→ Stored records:
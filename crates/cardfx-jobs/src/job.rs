//! Job records and their state machine.
//!
//! A job moves `Pending -> Processing -> Completed`, or ends early in
//! `Failed` or `Aborted`. Each stage record moves
//! `Pending -> Processing -> Completed | Failed`. Every transition method
//! returns whether it changed anything: updates that would move a job or
//! stage backward, or touch a terminal job, are ignored and return
//! `false`.

use std::fmt;
use std::time::Duration;

use cardfx_pipeline::{Dimensions, ProcessReport, StageKind};
use serde::{Deserialize, Serialize};

/// Identifier of one processing job. Displayed as `job-N`.
#[derive(Debug, Clone, Copy, PartialEq, Eq, PartialOrd, Ord, Hash, Serialize, Deserialize)]
#[serde(transparent)]
pub struct JobId(u64);

impl JobId {
    /// Wrap a raw id.
    #[must_use]
    pub const fn new(raw: u64) -> Self {
        Self(raw)
    }

    /// The raw numeric id.
    #[must_use]
    pub const fn get(self) -> u64 {
        self.0
    }
}

impl fmt::Display for JobId {
    fn fmt(&self, f: &mut fmt::Formatter<'_>) -> fmt::Result {
        write!(f, "job-{}", self.0)
    }
}

/// Lifecycle of a whole job.
#[derive(Debug, Clone, Copy, PartialEq, Eq, Hash, Serialize, Deserialize)]
#[serde(rename_all = "camelCase")]
pub enum JobState {
    /// Registered, no stage started yet.
    Pending,
    /// A stage is running.
    Processing,
    /// Every stage completed.
    Completed,
    /// A stage failed; later stages never ran.
    Failed,
    /// Cancelled by the caller.
    Aborted,
}

impl JobState {
    /// Whether no further transitions can happen.
    #[must_use]
    pub const fn is_terminal(self) -> bool {
        matches!(self, Self::Completed | Self::Failed | Self::Aborted)
    }
}

/// Lifecycle of one stage within a job.
#[derive(Debug, Clone, Copy, PartialEq, Eq, Hash, Serialize, Deserialize)]
#[serde(rename_all = "camelCase")]
pub enum StageStatus {
    /// Not started.
    Pending,
    /// Running.
    Processing,
    /// Finished successfully.
    Completed,
    /// Finished with an error.
    Failed,
}

impl StageStatus {
    /// Position in the forward-only ordering of statuses.
    #[must_use]
    pub const fn rank(self) -> u8 {
        match self {
            Self::Pending => 0,
            Self::Processing => 1,
            Self::Completed | Self::Failed => 2,
        }
    }
}

/// Artifacts and details a finished stage produced.
#[derive(Debug, Clone, PartialEq, Serialize, Deserialize)]
#[serde(tag = "kind", rename_all = "camelCase", rename_all_fields = "camelCase")]
pub enum StageResult {
    /// Preview-stage artifacts.
    Preview {
        /// URL of the downscaled preview PNG.
        preview_url: String,
        /// URL of the blurred placeholder PNG.
        placeholder_url: String,
        /// Preview size.
        dimensions: Dimensions,
    },
    /// Processing-stage artifact.
    Processed {
        /// URL of the processed PNG.
        processed_url: String,
        /// Processed image size.
        dimensions: Dimensions,
        /// Detection and crop details.
        report: ProcessReport,
    },
    /// Thumbnail-stage artifact.
    Thumbnail {
        /// URL of the thumbnail PNG.
        thumbnail_url: String,
        /// Thumbnail size.
        dimensions: Dimensions,
    },
}

impl StageResult {
    /// Every artifact URL this result references.
    #[must_use]
    pub fn urls(&self) -> Vec<&str> {
        match self {
            Self::Preview {
                preview_url,
                placeholder_url,
                ..
            } => vec![preview_url, placeholder_url],
            Self::Processed { processed_url, .. } => vec![processed_url],
            Self::Thumbnail { thumbnail_url, .. } => vec![thumbnail_url],
        }
    }
}

/// One stage of a job.
#[derive(Debug, Clone, PartialEq, Serialize, Deserialize)]
#[serde(rename_all = "camelCase")]
pub struct StageRecord {
    /// Reported stage name, e.g. `client-preview`.
    pub name: String,
    /// Which stage this is.
    pub kind: StageKind,
    /// Current status.
    pub status: StageStatus,
    /// Percentage in `0..=100`.
    pub progress: u8,
    /// Output, once completed.
    pub result: Option<StageResult>,
    /// Failure message, once failed.
    pub error: Option<String>,
    /// Wall time the stage took, once finished.
    pub duration: Option<Duration>,
}

impl StageRecord {
    fn new(kind: StageKind) -> Self {
        Self {
            name: kind.name().to_owned(),
            kind,
            status: StageStatus::Pending,
            progress: 0,
            result: None,
            error: None,
            duration: None,
        }
    }

    fn advance(&mut self, status: StageStatus) -> bool {
        if status.rank() <= self.status.rank() {
            return false;
        }
        self.status = status;
        true
    }
}

/// Snapshot of one job, as returned by status reads.
#[derive(Debug, Clone, PartialEq, Serialize, Deserialize)]
#[serde(rename_all = "camelCase")]
pub struct JobStatus {
    /// The job's id.
    pub id: JobId,
    /// Whole-job state.
    pub state: JobState,
    /// Stage records, in execution order.
    pub stages: Vec<StageRecord>,
    /// Index of the stage running or last run.
    pub current_stage_index: usize,
    /// True once every stage has completed.
    pub is_complete: bool,
    /// Latest preview URL.
    pub preview_url: Option<String>,
    /// Latest processed-image URL.
    pub processed_url: Option<String>,
    /// Latest thumbnail URL.
    pub thumbnail_url: Option<String>,
    /// Detection and crop details from the processing stage.
    pub metadata: Option<ProcessReport>,
    /// Failure message of the stage that failed the job.
    pub error: Option<String>,
}

impl JobStatus {
    /// A fresh job with every stage pending.
    #[must_use]
    pub fn new(id: JobId, stages: &[StageKind]) -> Self {
        Self {
            id,
            state: JobState::Pending,
            stages: stages.iter().copied().map(StageRecord::new).collect(),
            current_stage_index: 0,
            is_complete: false,
            preview_url: None,
            processed_url: None,
            thumbnail_url: None,
            metadata: None,
            error: None,
        }
    }

    /// Overall progress as a fraction in `[0, 1]`.
    ///
    /// Each stage is an equal `1/N` share regardless of its cost: the
    /// completed stages plus the running stage's own percentage scaled
    /// to its share.
    #[must_use]
    pub fn overall_progress(&self) -> f64 {
        if self.is_complete {
            return 1.0;
        }
        let total = self.stages.len();
        if total == 0 {
            return 0.0;
        }
        let completed = self
            .stages
            .iter()
            .filter(|s| s.status == StageStatus::Completed)
            .count();
        let current = self
            .stages
            .iter()
            .find(|s| s.status == StageStatus::Processing)
            .map_or(0, |s| s.progress);
        #[allow(clippy::cast_precision_loss)]
        let total = total as f64;
        #[allow(clippy::cast_precision_loss)]
        let fraction = completed as f64 / total + f64::from(current) / 100.0 / total;
        fraction.clamp(0.0, 1.0)
    }

    /// Mark stage `index` as running.
    pub fn begin_stage(&mut self, index: usize) -> bool {
        if self.state.is_terminal() || index < self.current_stage_index {
            return false;
        }
        let Some(stage) = self.stages.get_mut(index) else {
            return false;
        };
        if !stage.advance(StageStatus::Processing) {
            return false;
        }
        self.state = JobState::Processing;
        self.current_stage_index = index;
        true
    }

    /// Raise the running stage's percentage. Lower values are ignored.
    pub fn set_stage_progress(&mut self, index: usize, progress: u8) -> bool {
        if self.state.is_terminal() {
            return false;
        }
        let Some(stage) = self.stages.get_mut(index) else {
            return false;
        };
        let progress = progress.min(100);
        if stage.status != StageStatus::Processing || progress <= stage.progress {
            return false;
        }
        stage.progress = progress;
        true
    }

    /// Record stage `index` as finished with `result`.
    ///
    /// The stage's artifact URLs are promoted to the job-level fields.
    pub fn complete_stage(&mut self, index: usize, result: StageResult, duration: Duration) -> bool {
        if self.state.is_terminal() {
            return false;
        }
        let Some(stage) = self.stages.get_mut(index) else {
            return false;
        };
        if stage.status != StageStatus::Processing || !stage.advance(StageStatus::Completed) {
            return false;
        }
        stage.progress = 100;
        stage.duration = Some(duration);
        match &result {
            StageResult::Preview { preview_url, .. } => {
                self.preview_url = Some(preview_url.clone());
            }
            StageResult::Processed {
                processed_url,
                report,
                ..
            } => {
                self.processed_url = Some(processed_url.clone());
                self.metadata = Some(report.clone());
            }
            StageResult::Thumbnail { thumbnail_url, .. } => {
                self.thumbnail_url = Some(thumbnail_url.clone());
            }
        }
        stage.result = Some(result);
        true
    }

    /// Record stage `index` as failed, failing the whole job.
    pub fn fail_stage(&mut self, index: usize, error: String, duration: Duration) -> bool {
        if self.state.is_terminal() {
            return false;
        }
        let Some(stage) = self.stages.get_mut(index) else {
            return false;
        };
        if !stage.advance(StageStatus::Failed) {
            return false;
        }
        stage.error = Some(error.clone());
        stage.duration = Some(duration);
        self.current_stage_index = index;
        self.state = JobState::Failed;
        self.error = Some(error);
        true
    }

    /// Mark the job completed. Only valid once every stage completed.
    pub fn finish(&mut self) -> bool {
        if self.state.is_terminal()
            || self
                .stages
                .iter()
                .any(|s| s.status != StageStatus::Completed)
        {
            return false;
        }
        self.state = JobState::Completed;
        self.is_complete = true;
        true
    }

    /// Cancel the job.
    ///
    /// Artifact URLs are cleared from the record since the orchestrator
    /// revokes them alongside.
    pub fn abort(&mut self) -> bool {
        if self.state.is_terminal() {
            return false;
        }
        self.state = JobState::Aborted;
        self.preview_url = None;
        self.processed_url = None;
        self.thumbnail_url = None;
        for stage in &mut self.stages {
            stage.result = None;
        }
        true
    }

    /// Every artifact URL referenced by this job.
    #[must_use]
    pub fn artifact_urls(&self) -> Vec<&str> {
        self.stages
            .iter()
            .filter_map(|s| s.result.as_ref())
            .flat_map(StageResult::urls)
            .collect()
    }
}
//! Image decoding into an RGBA pixel buffer.
//!
//! Accepts raw image bytes (PNG, JPEG, BMP, WebP) and produces the
//! `RgbaImage` every later stage works on. This is the first step of any
//! processing run: raw bytes in, pixels out.

use serde::{Deserialize, Serialize};

use crate::types::{PipelineError, RgbaImage};

/// A decoded source image and what we learned while decoding it.
#[derive(Debug, Clone)]
pub struct DecodedImage {
    /// The decoded pixels.
    pub pixels: RgbaImage,
    /// Metadata about the encoded source.
    pub source: SourceInfo,
}

/// Facts about the encoded input, reported in job metadata.
#[derive(Debug, Clone, PartialEq, Eq, Serialize, Deserialize)]
#[serde(rename_all = "camelCase")]
pub struct SourceInfo {
    /// Detected container format (lowercase), if recognised.
    pub format: Option<String>,
    /// Size of the encoded input in bytes.
    pub byte_len: usize,
}

/// Decode raw image bytes into RGBA.
///
/// # Errors
///
/// Returns [`PipelineError::EmptyInput`] if `bytes` is empty.
/// Returns [`PipelineError::ImageDecode`] if the image format is
/// unrecognized or the data is corrupt.
pub fn decode_rgba(bytes: &[u8]) -> Result<DecodedImage, PipelineError> {
    if bytes.is_empty() {
        return Err(PipelineError::EmptyInput);
    }

    let format = image::guess_format(bytes)
        .ok()
        .map(|f| format!("{f:?}").to_lowercase());
    let img = image::load_from_memory(bytes)?;
    log::debug!(
        "decoded {} bytes ({}) to {}x{}",
        bytes.len(),
        format.as_deref().unwrap_or("unknown"),
        img.width(),
        img.height(),
    );

    Ok(DecodedImage {
        pixels: img.to_rgba8(),
        source: SourceInfo {
            format,
            byte_len: bytes.len(),
        },
    })
}

/// Encode an RGBA buffer as PNG bytes.
///
/// Shared by tests and by callers that need to hand pixels to something
/// expecting an encoded file.
///
/// # Errors
///
/// Returns the underlying `image` error if encoding fails.
pub fn encode_png(image: &RgbaImage) -> Result<Vec<u8>, image::ImageError> {
    use image::ImageEncoder;

    let mut buf = Vec::new();
    let encoder = image::codecs::png::PngEncoder::new(&mut buf);
    encoder.write_image(
        image.as_raw(),
        image.width(),
        image.height(),
        image::ExtendedColorType::Rgba8,
    )?;
    Ok(buf)
}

→ EXERCISE REQUIREMENTS:
Set down exactly what runs from the line containing "let mut buf = Vec::new();" through the last line above, both lines included.

→ OUTPUT FOR THIS TASK:
    let mut buf = Vec::new();
    let encoder = image::codecs::png::PngEncoder::new(&mut buf);
    encoder.write_image(
        image.as_raw(),
        image.width(),
        image.height(),
        image::ExtendedColorType::Rgba8,
    )?;
    Ok(buf)
}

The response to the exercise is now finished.